I miss the sultry summer weekends when the Pitts clan would load the car with peanut butter and wind an hour through the hills to Gunners Pool or Blanchard springs. It was so nice to cool our heals for a few days along the creek.. The long weekends were full of memorable events that would be lovingly retold at campfires in the years to come and bring good, warm laughter after the chill of more ghostly tales.

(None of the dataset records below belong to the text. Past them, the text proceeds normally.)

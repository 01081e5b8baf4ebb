use core::cmp::Ordering;
use core::fmt;
use core::hash::{Hash, Hasher};
use std::sync::Arc;

use num_bigint::BigUint;

use super::Denomination;
use crate::primitives::is_probable_prime;
use crate::{Error, Params, Result};

/// Wire format version for public coins.
const COIN_FORMAT_VERSION: u8 = 1;

/// Upper bound on the encoded size of a commitment value.
const MAX_VALUE_SIZE: usize = 4096;

/// Published half of a coin: the commitment value and its denomination.
///
/// A public coin can be built before its value is known ([`PublicCoin::new`]) or from an
/// untrusted value+denomination pair ([`PublicCoin::from_value`]). Neither path checks
/// the value; call [`PublicCoin::validate`] before admitting the coin into the
/// accumulator or accepting it as a spend target.
///
/// # Equality
///
/// Two coins are equal when their values are numerically equal, their denominations
/// match, and they reference the *same* parameter set (`Arc` identity). Coins created
/// under structurally identical but separately allocated params are not equal.
#[derive(Clone)]
pub struct PublicCoin {
    params: Arc<Params>,
    value: Option<BigUint>,
    denomination: Denomination,
}

impl PublicCoin {
    /// Creates a coin whose commitment is not yet known.
    ///
    /// The coin has no value and [`Denomination::DenomError`]; it never validates.
    ///
    /// # Errors
    ///
    /// Returns [`Error::UninitializedParams`] if `params` is not initialized.
    pub fn new(params: Arc<Params>) -> Result<Self> {
        params.ensure_initialized()?;

        Ok(Self {
            params,
            value: None,
            denomination: Denomination::DenomError,
        })
    }

    /// Creates a coin from an existing commitment value and denomination.
    ///
    /// The value is stored verbatim; no range or primality check is performed.
    ///
    /// # Errors
    ///
    /// Returns [`Error::UninitializedParams`] if `params` is not initialized.
    ///
    /// # Examples
    ///
    /// ```rust
    /// use std::sync::Arc;
    ///
    /// use num_bigint::BigUint;
    /// use zerocoin::{AccumulatorParams, Denomination, IntegerGroupParams, Params, PublicCoin};
    ///
    /// let group = IntegerGroupParams::new(
    ///     BigUint::from(4u32),
    ///     BigUint::from(9u32),
    ///     BigUint::from(1019u32),
    ///     BigUint::from(509u32),
    /// )
    /// .unwrap();
    /// let bounds = AccumulatorParams::new(BigUint::from(100u32), BigUint::from(1000u32)).unwrap();
    /// let params = Arc::new(Params::new(group, bounds, 20).unwrap());
    ///
    /// let value = BigUint::from(997u32);
    /// let coin = PublicCoin::from_value(params, value, Denomination::One).unwrap();
    /// assert!(coin.validate());
    /// ```
    pub fn from_value(
        params: Arc<Params>,
        value: BigUint,
        denomination: Denomination,
    ) -> Result<Self> {
        params.ensure_initialized()?;

        Ok(Self {
            params,
            value: Some(value),
            denomination,
        })
    }

    /// Returns the parameters this coin was created under.
    pub fn params(&self) -> &Arc<Params> {
        &self.params
    }

    /// Returns the commitment value, if one has been set.
    pub fn value(&self) -> Option<&BigUint> {
        self.value.as_ref()
    }

    /// Returns the denomination.
    pub fn denomination(&self) -> Denomination {
        self.denomination
    }

    /// Checks whether this coin may be accumulated or spent.
    ///
    /// In order, short-circuiting:
    /// 1. the value must be strictly greater than `min_coin_value`
    /// 2. the value must not exceed `max_coin_value`
    /// 3. the value must be a probable prime at `zkp_iterations` rounds
    ///
    /// A coin without a value is never valid. Validation failure is an expected outcome
    /// for untrusted input and is reported as `false`, not as an error.
    pub fn validate(&self) -> bool {
        let Some(value) = self.value.as_ref() else {
            tracing::trace!("rejecting coin without a commitment value");
            return false;
        };

        let bounds = self.params.accumulator_params();

        if bounds.min_coin_value() >= value {
            tracing::trace!("rejecting coin: value not above minimum");
            return false;
        }

        if bounds.max_coin_value() < value {
            tracing::trace!("rejecting coin: value above maximum");
            return false;
        }

        if !is_probable_prime(value, self.params.zkp_iterations()) {
            tracing::trace!("rejecting coin: value is not prime");
            return false;
        }

        true
    }

    /// Serializes the coin to bytes.
    ///
    /// Format: `[version (1 byte)][denomination code (4 bytes)][value_len (4 bytes)][value]`,
    /// with all integers big-endian.
    ///
    /// # Errors
    ///
    /// Returns an error if the coin has no value or the value exceeds the decodable size.
    pub fn to_bytes(&self) -> Result<Vec<u8>> {
        let value = self
            .value
            .as_ref()
            .ok_or_else(|| Error::Serialization("Coin has no commitment value".to_string()))?;
        let value_bytes = value.to_bytes_be();
        if value_bytes.len() > MAX_VALUE_SIZE {
            return Err(Error::Serialization(format!(
                "Value too large: {} bytes",
                value_bytes.len()
            )));
        }

        let mut result = Vec::with_capacity(1 + 4 + 4 + value_bytes.len());
        result.push(COIN_FORMAT_VERSION);
        result.extend_from_slice(&self.denomination.code().to_be_bytes());
        result.extend_from_slice(&(value_bytes.len() as u32).to_be_bytes());
        result.extend_from_slice(&value_bytes);

        Ok(result)
    }

    /// Deserializes a coin from bytes produced by [`PublicCoin::to_bytes`].
    ///
    /// The decoded coin is not validated.
    ///
    /// # Errors
    ///
    /// Returns an error if `params` is not initialized or the encoding is malformed.
    pub fn from_bytes(params: Arc<Params>, bytes: &[u8]) -> Result<Self> {
        const HEADER_SIZE: usize = 1 + 4 + 4;

        if bytes.len() < HEADER_SIZE + 1 {
            return Err(Error::Serialization(format!("Coin too small: {} bytes", bytes.len())));
        }

        let version = bytes[0];
        if version != COIN_FORMAT_VERSION {
            return Err(Error::Serialization(format!("Unsupported coin version: {version}")));
        }

        let code = u32::from_be_bytes(read_array(bytes, 1)?);
        let denomination = Denomination::try_from(code)?;

        let value_len = u32::from_be_bytes(read_array(bytes, 5)?) as usize;
        if value_len == 0 || value_len > MAX_VALUE_SIZE {
            return Err(Error::Serialization(format!("Invalid value length: {value_len}")));
        }

        let remaining = bytes.len() - HEADER_SIZE;
        if remaining != value_len {
            return Err(Error::Serialization(format!(
                "Expected {value_len} value bytes, found {remaining}"
            )));
        }

        // one encoding per value: no leading zero bytes
        if value_len > 1 && bytes[HEADER_SIZE] == 0 {
            return Err(Error::Serialization(
                "Value has a non-canonical leading zero byte".to_string(),
            ));
        }

        let value = BigUint::from_bytes_be(&bytes[HEADER_SIZE..]);
        Self::from_value(params, value, denomination)
    }
}

fn read_array(bytes: &[u8], pos: usize) -> Result<[u8; 4]> {
    bytes
        .get(pos..pos + 4)
        .and_then(|slice| slice.try_into().ok())
        .ok_or_else(|| Error::Serialization("Truncated coin header".to_string()))
}

impl PartialEq for PublicCoin {
    fn eq(&self, other: &Self) -> bool {
        self.value == other.value
            && Arc::ptr_eq(&self.params, &other.params)
            && self.denomination == other.denomination
    }
}

impl Eq for PublicCoin {}

impl Hash for PublicCoin {
    fn hash<H: Hasher>(&self, state: &mut H) {
        self.value.hash(state);
        self.denomination.hash(state);
        Arc::as_ptr(&self.params).hash(state);
    }
}

impl Ord for PublicCoin {
    /// Orders by value (coins without a value first), then denomination, then
    /// parameter-set identity.
    fn cmp(&self, other: &Self) -> Ordering {
        self.value
            .cmp(&other.value)
            .then_with(|| self.denomination.cmp(&other.denomination))
            .then_with(|| Arc::as_ptr(&self.params).cmp(&Arc::as_ptr(&other.params)))
    }
}

impl PartialOrd for PublicCoin {
    fn partial_cmp(&self, other: &Self) -> Option<Ordering> {
        Some(self.cmp(other))
    }
}

impl fmt::Debug for PublicCoin {
    fn fmt(&self, f: &mut fmt::Formatter<'_>) -> fmt::Result {
        f.debug_struct("PublicCoin")
            .field("value", &self.value.as_ref().map(|v| hex::encode(v.to_bytes_be())))
            .field("denomination", &self.denomination)
            .finish_non_exhaustive()
    }
}

impl fmt::Display for PublicCoin {
    fn fmt(&self, f: &mut fmt::Formatter<'_>) -> fmt::Result {
        match &self.value {
            Some(value) => write!(f, "{}:{}", self.denomination, hex::encode(value.to_bytes_be())),
            None => write!(f, "{}:<pending>", self.denomination),
        }
    }
}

One such story occurred when my sister Anna’s pigtails were only tiny solitary curls that threatened to wisp away from their bands. With a certified national park junior ranger badge pinned on her fanny pack, she was eager to discover the woods around her, especially the critters. Overhearing a conversation between my Aunt and Uncle Ricky, she attempted to add a new natural curiosity, asking, “What is a hillbilly?” Ricky, twisted his beard between his freckled fingers, plopped forward on his coveralls, and said, “Well, Hillbillies…they have lawng, shaggy hair and are reeeeal dirty. Make their home deep in the woods, holed up away from people. They don’t wear shoes; sometimes they spit. Yes, hillbillies, they are loud, and boy, can they whoop and holler! “Anna’s eyes mooned inwardly for a moment, then she replied, “Do they live in a hole or a cave? Do they hibernate?”
Often during these weekend nights, the call of my uncle’s lured other camper’s from the safety of their own hearth to join the community of our fire. They would tap their feet and talk about days how these days spent sure are fine. On this particular occasion, a rowdy gaggle of college students had escaped into the woods for a taste of wildness in the moon light. The fiddles had just had just twiddled the last strains the last notes of “Buffalo Waltz” and had leapt into a livelier tune when the visitors came. A red-eyed girl and her boyfriend stumbled to the fire, the red plastic cup in the girl’s hand sloshing as she conducted the air with the grand purpose of her arm. She smiled, and said, “You won’t mind if we listen to the music for a bit?” Not waiting for a reply, she tried to jam her cup into her boyfriend’s hand, which jostled the bottle already palmed. To our surprise she began a jig. She kicked her legs and brandished her arms in wild and stormy waves, blowing out an occasional, “whoopee!!!” At one point she chortled and made to leap over the fire, but was saved from her ritualized when the boy snagged her shirt with the finger tips that could be spared from their holds on the bears. My uncle ended the song quicker than usual, and after it was completed my Dad, thanked the pair for the pleasure of their company and politely hinted that it was time for the children to be put to bed. The girl babbled loudly as they stumbled into darkness, and my family discussed how family campgrounds were inappropriate places for these wild revels. My step mom, hugged the kids close, her tight lips suppressing the chagrin that her babies had witnessed these worldly and reckless ways. Anna, quiet until now, tugged on Dad’s sleeve. “Were those….. hillbillies?”